Sans que je ne sache ni comment, ni pourquoi j’en étais arrivé là, je croupissais depuis une éternité dans l’estomac de Belzebuth. Entre la conscience et le sommeil, là où le temps n’est plus. J’existais, sans souvenir vraiment construit du monde auquel j’avais appartenu jadis. J’étais enfermé dans mon esprit, dans un très mauvais rêve, sans fin. Je ne suis pas certain de pouvoir dire qu’il s’agissait de mon esprit. Je le connais, et si j'avais été enfermé à l'intérieur, je l'aurais reconnu. Pourtant c'était bien lui. Probablement était il parasité par quelques forces démoniaques le rendant incontrôlable et d’une ignominie indicible.

Il est inutile de tenter de faire une description réaliste de la fosse infernale. Et bien qu’il me sembla que cet endroit ne pût être décrit dans l’absolu, et ce dans la mesure où il s'adapte à chacun, je crois pouvoir démentir les représentations usuelles de flammes et de lave telles qu’elles sont racontées par nos bons curés. L’empire noir est plus un état de l’être qu’un lieu à proprement parler. C’est une force mystique qui libère les parcelles les plus sombres de notre psyché, là où la peur est omniprésente.

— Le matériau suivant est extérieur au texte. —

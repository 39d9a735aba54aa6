//! Core types for the geocoding subsystem.

use super::providers::Provider;
use crate::field::DictionaryField;
use serde::{Deserialize, Serialize};
use std::collections::BTreeMap;
use std::fmt;
use std::ops::Index;
use thiserror::Error;

/// A geocoded position.
///
/// `granularity` follows the 0–9 accuracy scale (0 unknown, 1 country,
/// 4 town, 8 address, 9 premise).
#[derive(Debug, Clone, Copy, PartialEq, Default, Serialize, Deserialize)]
pub struct Coordinates {
    pub latitude: f64,
    pub longitude: f64,
    pub elevation: f64,
    pub granularity: u8,
}

impl Coordinates {
    pub fn new(latitude: f64, longitude: f64) -> Self {
        Self {
            latitude,
            longitude,
            ..Self::default()
        }
    }

    /// Like [`Coordinates::new`], but rejects values that are not finite or
    /// lie off the globe.
    pub fn try_new(latitude: f64, longitude: f64) -> Result<Self, FetchError> {
        check_range("latitude", latitude, 90.0)?;
        check_range("longitude", longitude, 180.0)?;
        Ok(Self::new(latitude, longitude))
    }

    pub fn with_elevation(mut self, elevation: f64) -> Self {
        self.elevation = elevation;
        self
    }

    pub fn with_granularity(mut self, granularity: u8) -> Self {
        self.granularity = granularity;
        self
    }

    /// `(latitude, longitude, elevation)`
    pub fn as_tuple(&self) -> (f64, f64, f64) {
        (self.latitude, self.longitude, self.elevation)
    }

    pub fn lat_lon(&self) -> (f64, f64) {
        (self.latitude, self.longitude)
    }
}

impl Index<usize> for Coordinates {
    type Output = f64;

    fn index(&self, index: usize) -> &f64 {
        match index {
            0 => &self.latitude,
            1 => &self.longitude,
            2 => &self.elevation,
            _ => panic!("coordinate index out of range: {}", index),
        }
    }
}

impl fmt::Display for Coordinates {
    fn fmt(&self, f: &mut fmt::Formatter<'_>) -> fmt::Result {
        write!(f, "({}, {}, {})", self.latitude, self.longitude, self.elevation)
    }
}

/// One element of a geocoder response: its text content and attributes.
#[derive(Debug, Clone, PartialEq, Default, Serialize, Deserialize)]
pub struct XmlElement {
    pub tag: String,
    pub text: String,
    #[serde(default)]
    pub attrs: BTreeMap<String, String>,
}

impl XmlElement {
    pub fn attr(&self, name: &str) -> Option<&str> {
        self.attrs.get(name).map(String::as_str)
    }
}

/// Flat view of an XML document: every element keyed by its lower-cased,
/// namespace-free tag. No nesting is kept; when a tag repeats, the last
/// occurrence wins.
#[derive(Debug, Clone, PartialEq, Default, Serialize, Deserialize)]
pub struct XmlResponse {
    pub raw: String,
    pub data: BTreeMap<String, XmlElement>,
}

impl XmlResponse {
    pub fn element(&self, tag: &str) -> Result<&XmlElement, FetchError> {
        self.data
            .get(tag)
            .ok_or_else(|| FetchError::MissingElement(tag.to_string()))
    }

    pub fn text(&self, tag: &str) -> Result<&str, FetchError> {
        self.element(tag).map(|el| el.text.as_str())
    }

    /// Text content of `tag` parsed as a number.
    pub fn number(&self, tag: &str) -> Result<f64, FetchError> {
        parse_number(tag, self.text(tag)?)
    }

    /// The tag → text dictionary stored alongside a location.
    pub fn to_dictionary(&self) -> DictionaryField {
        self.data
            .iter()
            .map(|(tag, el)| (tag.clone(), el.text.clone()))
            .collect()
    }
}

pub(crate) fn parse_number(field: &str, value: &str) -> Result<f64, FetchError> {
    value
        .trim()
        .parse::<f64>()
        .ok()
        .filter(|n| n.is_finite())
        .ok_or_else(|| FetchError::InvalidNumber {
            field: field.to_string(),
            value: value.to_string(),
        })
}

fn check_range(field: &str, value: f64, limit: f64) -> Result<(), FetchError> {
    // NaN fails the comparison too.
    if value.abs() <= limit {
        Ok(())
    } else {
        Err(FetchError::InvalidNumber {
            field: field.to_string(),
            value: value.to_string(),
        })
    }
}

/// The outcome of a successful geocoding request.
#[derive(Debug, Clone, PartialEq, Serialize, Deserialize)]
pub struct GeocodingResult {
    pub query: String,
    pub provider: Provider,
    pub response: XmlResponse,
    pub coords: Coordinates,
}

impl fmt::Display for GeocodingResult {
    fn fmt(&self, f: &mut fmt::Formatter<'_>) -> fmt::Result {
        write!(f, "GeocodingResult for '{}' via {}", self.query, self.provider)
    }
}

/// What went wrong inside a geocoding request.
///
/// Callers only ever see [`GeocodingError`]; this is kept as its source so
/// logs still say why.
#[derive(Debug, Error)]
pub enum FetchError {
    #[error("network error: {0}")]
    Network(String),

    #[error("invalid geocoder URL: {0}")]
    Url(String),

    #[error("malformed XML: {0}")]
    Xml(String),

    #[error("provider returned status {0}")]
    Status(String),

    #[error("response has no <{0}> element")]
    MissingElement(String),

    #[error("<{element}> has no '{attr}' attribute")]
    MissingAttribute { element: String, attr: String },

    #[error("'{value}' in <{field}> is not a number")]
    InvalidNumber { field: String, value: String },

    #[error("unknown precision '{0}'")]
    UnknownPrecision(String),
}

/// The single error raised for any geocoding failure.
#[derive(Debug, Error)]
#[error("The location '{query}' could not be geocoded.")]
pub struct GeocodingError {
    pub query: String,
    #[source]
    pub cause: FetchError,
}

impl GeocodingError {
    pub fn new(query: impl Into<String>, cause: FetchError) -> Self {
        Self {
            query: query.into(),
            cause,
        }
    }
}

#[cfg(test)]
mod tests {
    use super::*;

    #[test]
    fn test_coordinates_indexable() {
        let c = Coordinates::new(51.5, -0.12).with_elevation(11.0);
        assert_eq!(c[0], 51.5);
        assert_eq!(c[1], -0.12);
        assert_eq!(c[2], 11.0);
        assert_eq!(c.as_tuple(), (51.5, -0.12, 11.0));
    }

    #[test]
    #[should_panic]
    fn test_coordinates_index_out_of_range() {
        let c = Coordinates::default();
        let _ = c[3];
    }

    #[test]
    fn test_checked_coordinates() {
        assert_eq!(Coordinates::try_new(-90.0, 180.0).unwrap().lat_lon(), (-90.0, 180.0));
        assert!(matches!(
            Coordinates::try_new(90.5, 0.0),
            Err(FetchError::InvalidNumber { ref field, .. }) if field == "latitude"
        ));
        assert!(matches!(
            Coordinates::try_new(0.0, -181.0),
            Err(FetchError::InvalidNumber { ref field, .. }) if field == "longitude"
        ));
        assert!(Coordinates::try_new(f64::NAN, 0.0).is_err());
    }

    #[test]
    fn test_non_finite_numbers_rejected() {
        assert_eq!(parse_number("lat", " 51.5 ").unwrap(), 51.5);
        for bad in ["NaN", "inf", "-infinity", "abc"] {
            assert!(matches!(parse_number("lat", bad), Err(FetchError::InvalidNumber { .. })));
        }
    }

    #[test]
    fn test_response_lookups() {
        let mut response = XmlResponse::default();
        response.data.insert(
            "lat".into(),
            XmlElement { tag: "lat".into(), text: "51.5".into(), attrs: BTreeMap::new() },
        );
        response.data.insert(
            "name".into(),
            XmlElement { tag: "name".into(), text: "London".into(), attrs: BTreeMap::new() },
        );

        assert_eq!(response.number("lat").unwrap(), 51.5);
        assert!(matches!(response.number("name"), Err(FetchError::InvalidNumber { .. })));
        assert!(matches!(response.text("lng"), Err(FetchError::MissingElement(ref t)) if t == "lng"));

        let dict = response.to_dictionary();
        assert_eq!(dict.get_str("name"), Some("London"));
    }

    #[test]
    fn test_geocoding_error_message() {
        let err = GeocodingError::new("Atlantis", FetchError::MissingElement("lat".into()));
        assert_eq!(err.to_string(), "The location 'Atlantis' could not be geocoded.");
        let source = std::error::Error::source(&err).unwrap();
        assert!(source.to_string().contains("<lat>"));
    }
}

Je vivais dans un cauchemar que j’animais moi-même des pires inventions. En effet, qui eût été plus compétent que moi-même pour trouver le supplice qui m'était le plus adapté ? Celui qui correspondait le mieux à mes craintes ? C’est bien là toute la force du Démon, il vous connait, il lit en vous et utilise vos faiblesses. Vous êtes votre propre tortionnaire. Si bien que tout ce que ma conscience était capable d’imaginer de pire se générait instantanément, me faisant subir de regrettables tourments. Ceci engendrait sans cesse de nouvelles peurs, plus évoluées, plus imaginatives, qui devenaient de nouvelles inspirations, véritables cercles vicieux m’alimentant toujours plus. Là où cet univers est habile, c'est qu'il vous donne et vous retire l'omniscience aux moments opportuns. Bien qu'intégralement immergé dans l'obscurité la plus opaque, je pouvais parfois savoir exactement toute l’amplitude odieuse ce qui se créait autour de moi. Ceci probablement pour que le noir ne puisse pas masquer l'horreur. A d'autres instants, simultanés et cumulatifs, j'étais incapable de déceler la moindre poussière de l'atrocité qui m'accompagnait, probablement pour que l'horreur ne masque jamais la peur.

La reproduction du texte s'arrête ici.